As a business strategy, the strategy behind “dumping” is to __. A.gain a foothold in a new market B. better utilize e-commerce opportunities
C. avoid trade protectionist laws D. achieve eligibility for foreign aid
The correct answer and explanation is:
Correct Answer: A. gain a foothold in a new market
Explanation:
“Dumping” is a business strategy where a company exports a product to another country at a price that is lower than its domestic price or even below the cost of production. This practice is typically employed as a competitive tactic to gain a foothold in a new market. By offering products at significantly reduced prices, companies can outcompete local businesses, attract customers, and establish their presence in the market. Once a dominant market share is achieved, the company may raise prices to recoup initial losses and generate profits.
This strategy is often controversial as it can undermine domestic industries in the target country, potentially leading to job losses and market imbalances. Dumping can also trigger retaliatory trade measures, such as anti-dumping tariffs or duties imposed by the affected country’s government to protect local businesses.

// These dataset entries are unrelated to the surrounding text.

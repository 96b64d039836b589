//! Crypto error types.
//!
//! `DecryptFailed` is intentionally a unit variant: wrong PIN, truncated
//! blob, unknown format version, and tampered ciphertext all collapse into
//! the same error, carrying no material and no hint of where the failure
//! occurred.

use thiserror::Error;

#[derive(Debug, Error)]
pub enum CryptoError {
    /// Argon2 rejected its inputs (parameter or salt length problem).
    #[error("Key derivation failed: {0}")]
    KeyDerivation(String),

    /// Encryption failed. Should not happen with valid key material.
    #[error("Encryption failed")]
    Encrypt,

    /// Decryption or authentication failed. Deliberately carries no detail.
    #[error("Decryption failed")]
    DecryptFailed,

    /// Producing the PIN verification hash failed.
    #[error("Hashing failed: {0}")]
    Hash(String),
}

/// Result type alias for crypto operations.
pub type CryptoResult<T> = Result<T, CryptoError>;
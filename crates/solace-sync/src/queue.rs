//! # Action Queue
//!
//! The durable outbox for user actions, with immediate or deferred
//! delivery.
//!
//! ## Drain Semantics
//! ```text
//! ┌─────────────────────────────────────────────────────────────────────────┐
//! │                           drain()                                       │
//! │                                                                         │
//! │  try_lock drain mutex ──── already held ──► empty report, no error     │
//! │       │                                                                 │
//! │       ▼                                                                 │
//! │  for item in pending (FIFO by id):                                      │
//! │       │  stop requested? ──► break, rest stays queued                   │
//! │       │                                                                 │
//! │       ├─ Delivered ──► remove row, succeeded += 1                       │
//! │       └─ Failed    ──► record attempt + error, failed += 1,             │
//! │                        CONTINUE to the next item                        │
//! │                        (no head-of-line blocking)                       │
//! │                                                                         │
//! │  Removal strictly follows acknowledgment. A crash or cancellation       │
//! │  between the two re-sends the item next drain: at-least-once, never    │
//! │  silent loss.                                                           │
//! └─────────────────────────────────────────────────────────────────────────┘
//! ```
//!
//! Immediate mode is a latency optimization only: the append happens first
//! either way, and an immediate delivery failure simply leaves the row for
//! the next drain.

use std::sync::atomic::{AtomicBool, Ordering};
use std::sync::Arc;

use tokio::sync::Mutex;
use tracing::{debug, info};

use solace_core::{DrainReport, NewAction, QueueItem, QueueStats, SyncMode};
use solace_db::Database;

use crate::coordinator::{DeliveryOutcome, SyncCoordinator};
use crate::error::SyncResult;

/// The durable action queue.
#[derive(Clone)]
pub struct ActionQueue {
    db: Database,
    coordinator: SyncCoordinator,

    /// Held for the duration of a drain; `try_lock` makes drains
    /// single-flight without ever blocking a caller.
    drain_lock: Arc<Mutex<()>>,

    /// Cooperative cancellation, checked between items.
    stop: Arc<AtomicBool>,
}

impl ActionQueue {
    /// Creates a queue over the given database and coordinator.
    pub fn new(db: Database, coordinator: SyncCoordinator) -> Self {
        ActionQueue {
            db,
            coordinator,
            drain_lock: Arc::new(Mutex::new(())),
            stop: Arc::new(AtomicBool::new(false)),
        }
    }

    /// Appends an action durably, then (in Immediate mode) attempts to
    /// deliver it right away.
    ///
    /// The append is unconditional and comes first: by the time any
    /// network is involved the action already survives a crash. The
    /// returned item reflects the row's state after the attempt.
    pub async fn enqueue(&self, action: NewAction) -> SyncResult<QueueItem> {
        let item = self.db.queue().insert(&action).await?;
        let mode = self.db.settings().sync_mode().await?;

        if mode == SyncMode::Deferred {
            return Ok(item);
        }

        match self.coordinator.deliver(&item).await {
            DeliveryOutcome::Delivered => {
                self.db.queue().remove(item.id).await?;
                debug!(id = item.id, "Immediate delivery succeeded");
                Ok(item)
            }
            DeliveryOutcome::Failed { reason, .. } => {
                self.db.queue().record_failure(item.id, &reason).await?;
                debug!(id = item.id, "Immediate delivery failed; item stays queued");
                // Re-read so attempts/last_error are current.
                Ok(self.db.queue().get(item.id).await?.unwrap_or(item))
            }
        }
    }

    /// Delivers all pending items in FIFO order.
    ///
    /// Single-flight: a drain that finds another in progress returns an
    /// empty report immediately. Failures are counted, not propagated; a
    /// failed item stays queued and the drain moves on.
    pub async fn drain(&self) -> SyncResult<DrainReport> {
        let Ok(_guard) = self.drain_lock.try_lock() else {
            debug!("Drain already in progress; skipping");
            return Ok(DrainReport::default());
        };

        self.stop.store(false, Ordering::SeqCst);

        let pending = self.db.queue().pending().await?;
        if pending.is_empty() {
            return Ok(DrainReport::default());
        }

        info!(count = pending.len(), "Draining action queue");
        let mut report = DrainReport::default();

        for item in pending {
            if self.stop.load(Ordering::SeqCst) {
                info!(
                    delivered = report.succeeded,
                    "Drain cancelled; remaining items stay queued"
                );
                break;
            }

            match self.coordinator.deliver(&item).await {
                DeliveryOutcome::Delivered => {
                    self.db.queue().remove(item.id).await?;
                    report.succeeded += 1;
                }
                DeliveryOutcome::Failed { reason, .. } => {
                    self.db.queue().record_failure(item.id, &reason).await?;
                    report.failed += 1;
                }
            }
        }

        info!(
            succeeded = report.succeeded,
            failed = report.failed,
            "Drain complete"
        );
        Ok(report)
    }

    /// Requests that an in-progress drain stop after the current item.
    /// Items not yet acknowledged stay queued. No-op when nothing drains.
    pub fn stop_drain(&self) {
        self.stop.store(true, Ordering::SeqCst);
    }

    /// All pending items, oldest first, without delivering anything.
    pub async fn peek_all(&self) -> SyncResult<Vec<QueueItem>> {
        Ok(self.db.queue().pending().await?)
    }

    /// Deletes every pending item, returning how many were dropped.
    pub async fn purge(&self) -> SyncResult<u64> {
        let dropped = self.db.queue().purge().await?;
        info!(dropped, "Queue purged");
        Ok(dropped)
    }

    /// Pending count and per-kind breakdown.
    pub async fn stats(&self) -> SyncResult<QueueStats> {
        Ok(self.db.queue().stats().await?)
    }

    /// Current sync mode.
    pub async fn mode(&self) -> SyncResult<SyncMode> {
        Ok(self.db.settings().sync_mode().await?)
    }

    /// Switches the sync mode. Takes effect on the next enqueue; already
    /// queued items are unaffected either way.
    pub async fn set_mode(&self, mode: SyncMode) -> SyncResult<()> {
        self.db.settings().set_sync_mode(mode).await?;
        info!(mode = %mode, "Sync mode changed");
        Ok(())
    }
}
//! # solace-core: Pure Domain Logic for Solace
//!
//! This crate is the I/O-free heart of the Solace wellness app core:
//! the data model for the credential vault and the offline action queue,
//! PIN format validation, and the authentication session state machine.
//!
//! ## Architecture Position
//! ```text
//! ┌─────────────────────────────────────────────────────────────────────────┐
//! │                        Solace Architecture                              │
//! │                                                                         │
//! │  ┌─────────────────────────────────────────────────────────────────┐   │
//! │  │                    App / UI (out of scope)                      │   │
//! │  └─────────────────────────────┬───────────────────────────────────┘   │
//! │                                │                                        │
//! │  ┌─────────────────────────────▼───────────────────────────────────┐   │
//! │  │                    solace-sync (orchestration)                  │   │
//! │  │    CredentialVault · AuthFlow · ActionQueue · SyncCoordinator   │   │
//! │  └─────────────────────────────┬───────────────────────────────────┘   │
//! │                                │                                        │
//! │  ┌─────────────────────────────▼───────────────────────────────────┐   │
//! │  │               ★ solace-core (THIS CRATE) ★                      │   │
//! │  │                                                                 │   │
//! │  │   ┌───────────┐  ┌───────────┐  ┌───────────┐  ┌───────────┐  │   │
//! │  │   │   types   │  │  session  │  │ validation│  │   error   │  │   │
//! │  │   │ QueueItem │  │ AuthState │  │ PIN rules │  │  typed    │  │   │
//! │  │   │ SyncMode  │  │  machine  │  │           │  │  errors   │  │   │
//! │  │   └───────────┘  └───────────┘  └───────────┘  └───────────┘  │   │
//! │  │                                                                 │   │
//! │  │   NO I/O • NO DATABASE • NO NETWORK • NO CRYPTO                │   │
//! │  └─────────────────────────────────────────────────────────────────┘   │
//! └─────────────────────────────────────────────────────────────────────────┘
//! ```
//!
//! ## Modules
//!
//! - [`types`] - Domain types (QueueItem, ActionKind, SyncMode, VaultRecord)
//! - [`session`] - The authentication session state machine
//! - [`validation`] - PIN format and input validation
//! - [`error`] - Domain error types

// =============================================================================
// Module Declarations
// =============================================================================

pub mod error;
pub mod session;
pub mod types;
pub mod validation;

// =============================================================================
// Re-exports for Convenience
// =============================================================================

pub use error::{CoreError, CoreResult, ValidationError};
pub use session::{AuthEvent, AuthSessionMachine, AuthState, Transition};
pub use types::{
    ActionKind, DrainReport, KindCount, NewAction, QueueItem, QueueStats, SyncMode, VaultRecord,
};

// =============================================================================
// Crate-Level Constants
// =============================================================================

/// Number of digits a valid PIN has.
///
/// The PIN space is deliberately tiny (10^4 values); the security of the
/// vault rests on the slow key derivation in solace-crypto, not on PIN
/// entropy. The format is still enforced strictly so every other layer can
/// assume it.
pub const PIN_LENGTH: usize = 4;
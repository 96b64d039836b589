//! # Credential Vault Repository
//!
//! Persistence for the single credential vault row.
//!
//! ## Single-Row Invariant
//! ```text
//! ┌─────────────────────────────────────────────────────────────────────────┐
//! │  credential_vault                                                       │
//! │                                                                         │
//! │  id = 1 ── enforced by CHECK (id = 1) in the schema                    │
//! │                                                                         │
//! │  At most one local identity per device. `replace` overwrites the       │
//! │  whole row atomically; there is no partial update of the sealed        │
//! │  secret, so a crash mid-setup leaves either the old vault or the       │
//! │  new one, never a mix.                                                 │
//! └─────────────────────────────────────────────────────────────────────────┘
//! ```
//!
//! ## Fail-Closed Reads
//! A row that cannot be decoded (bad timestamp, empty hash) surfaces as
//! [`DbError::CorruptRecord`]. Callers treat that the same as "no vault":
//! re-setup is the only way out, never guessing at the contents.

use chrono::{DateTime, Utc};
use sqlx::SqlitePool;
use tracing::{debug, info};

use solace_core::VaultRecord;

use crate::error::{DbError, DbResult};

/// Repository for the credential vault row.
#[derive(Debug, Clone)]
pub struct VaultRepository {
    pool: SqlitePool,
}

/// Raw row shape, decoded leniently so corruption can be reported with
/// table-level context instead of a generic sqlx decode error.
#[derive(Debug, sqlx::FromRow)]
struct VaultRow {
    account_identifier: String,
    pin_hash: String,
    encrypted_secret: Vec<u8>,
    biometric_enabled: i64,
    created_at: String,
}

impl VaultRow {
    fn into_record(self) -> DbResult<VaultRecord> {
        if self.account_identifier.is_empty() {
            return Err(DbError::corrupt("credential_vault", "empty account identifier"));
        }
        if self.pin_hash.is_empty() {
            return Err(DbError::corrupt("credential_vault", "empty pin hash"));
        }
        if self.encrypted_secret.is_empty() {
            return Err(DbError::corrupt("credential_vault", "empty sealed secret"));
        }

        let created_at = DateTime::parse_from_rfc3339(&self.created_at)
            .map_err(|e| DbError::corrupt("credential_vault", format!("created_at: {e}")))?
            .with_timezone(&Utc);

        Ok(VaultRecord {
            account_identifier: self.account_identifier,
            pin_hash: self.pin_hash,
            encrypted_secret: self.encrypted_secret,
            biometric_enabled: self.biometric_enabled != 0,
            created_at,
        })
    }
}

impl VaultRepository {
    /// Creates a new repository with the given pool.
    pub fn new(pool: SqlitePool) -> Self {
        VaultRepository { pool }
    }

    /// Writes the vault row, replacing any previous one.
    ///
    /// `INSERT OR REPLACE` keeps this a single atomic statement; the CHECK
    /// constraint pins the id to 1.
    pub async fn replace(&self, record: &VaultRecord) -> DbResult<()> {
        sqlx::query(
            r#"
            INSERT OR REPLACE INTO credential_vault
                (id, account_identifier, pin_hash, encrypted_secret, biometric_enabled, created_at)
            VALUES (1, ?, ?, ?, ?, ?)
            "#,
        )
        .bind(&record.account_identifier)
        .bind(&record.pin_hash)
        .bind(&record.encrypted_secret)
        .bind(record.biometric_enabled as i64)
        .bind(record.created_at.to_rfc3339())
        .execute(&self.pool)
        .await?;

        info!(
            account = %record.account_identifier,
            "Credential vault written"
        );
        Ok(())
    }

    /// Reads the vault row, if one exists.
    ///
    /// ## Returns
    /// * `Ok(Some(record))` - A decodable vault is configured
    /// * `Ok(None)` - No vault row
    /// * `Err(DbError::CorruptRecord)` - A row exists but cannot be trusted
    pub async fn get(&self) -> DbResult<Option<VaultRecord>> {
        let row: Option<VaultRow> = sqlx::query_as(
            r#"
            SELECT account_identifier, pin_hash, encrypted_secret, biometric_enabled, created_at
            FROM credential_vault
            WHERE id = 1
            "#,
        )
        .fetch_optional(&self.pool)
        .await?;

        match row {
            Some(row) => Ok(Some(row.into_record()?)),
            None => Ok(None),
        }
    }

    /// Returns whether a vault row exists, without decoding it.
    pub async fn exists(&self) -> DbResult<bool> {
        let count: i64 =
            sqlx::query_scalar("SELECT COUNT(*) FROM credential_vault WHERE id = 1")
                .fetch_one(&self.pool)
                .await?;
        Ok(count > 0)
    }

    /// Updates the biometric preference on the existing vault row.
    pub async fn set_biometric_enabled(&self, enabled: bool) -> DbResult<()> {
        let result =
            sqlx::query("UPDATE credential_vault SET biometric_enabled = ? WHERE id = 1")
                .bind(enabled as i64)
                .execute(&self.pool)
                .await?;

        if result.rows_affected() == 0 {
            return Err(DbError::NotFound {
                entity: "CredentialVault".to_string(),
                id: "1".to_string(),
            });
        }

        debug!(enabled, "Biometric preference updated");
        Ok(())
    }

    /// Deletes the vault row. Idempotent.
    pub async fn clear(&self) -> DbResult<()> {
        sqlx::query("DELETE FROM credential_vault WHERE id = 1")
            .execute(&self.pool)
            .await?;

        info!("Credential vault cleared");
        Ok(())
    }
}

// =============================================================================
// Unit Tests
// =============================================================================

Dumping is not motivated by better utilization of e-commerce opportunities (B) or achieving eligibility for foreign aid (D). These objectives do not align with the fundamental intent of the strategy, which is to disrupt and dominate a foreign market. Similarly, dumping does not help in avoiding trade protectionist laws (C); in fact, it often invites stricter regulations and punitive measures.
Although dumping can offer short-term advantages to the exporting company, it poses long-term risks, such as damage to the company’s reputation, strained international relations, and legal actions by affected countries. Companies engaging in dumping need to balance the potential benefits of market entry with these risks and the broader implications for fair trade practices.